**What the task asks:**
Write the data out again, matching every line exactly.

[[ Data in this exercise open ]]

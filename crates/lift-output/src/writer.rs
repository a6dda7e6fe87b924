//! The `EventWriter` trait implemented by backend writers.

use crate::{AssignmentRow, OutputResult, UnitStateRow};

/// A sink for numbered fleet events.
///
/// Driven by [`OutputObserver`][crate::OutputObserver], which serialises
/// calls, so implementations need not be internally synchronised.
pub trait EventWriter {
    fn write_unit_state(&mut self, row: &UnitStateRow) -> OutputResult<()>;

    fn write_assignment(&mut self, row: &AssignmentRow) -> OutputResult<()>;

    /// Flush all underlying handles.
    ///
    /// Idempotent.
    fn finish(&mut self) -> OutputResult<()>;
}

[[ Data in this exercise closed ]]

**Answer section:**
filename crates/lift-output/src/writer.rs
repository a6dda7e6fe87b924
//! The `EventWriter` trait implemented by backend writers.

use crate::{AssignmentRow, OutputResult, UnitStateRow};

/// A sink for numbered fleet events.
///
/// Driven by [`OutputObserver`][crate::OutputObserver], which serialises
/// calls, so implementations need not be internally synchronised.
pub trait EventWriter {
    fn write_unit_state(&mut self, row: &UnitStateRow) -> OutputResult<()>;

    fn write_assignment(&mut self, row: &AssignmentRow) -> OutputResult<()>;

    /// Flush all underlying handles.
    ///
    /// Idempotent.
    fn finish(&mut self) -> OutputResult<()>;
}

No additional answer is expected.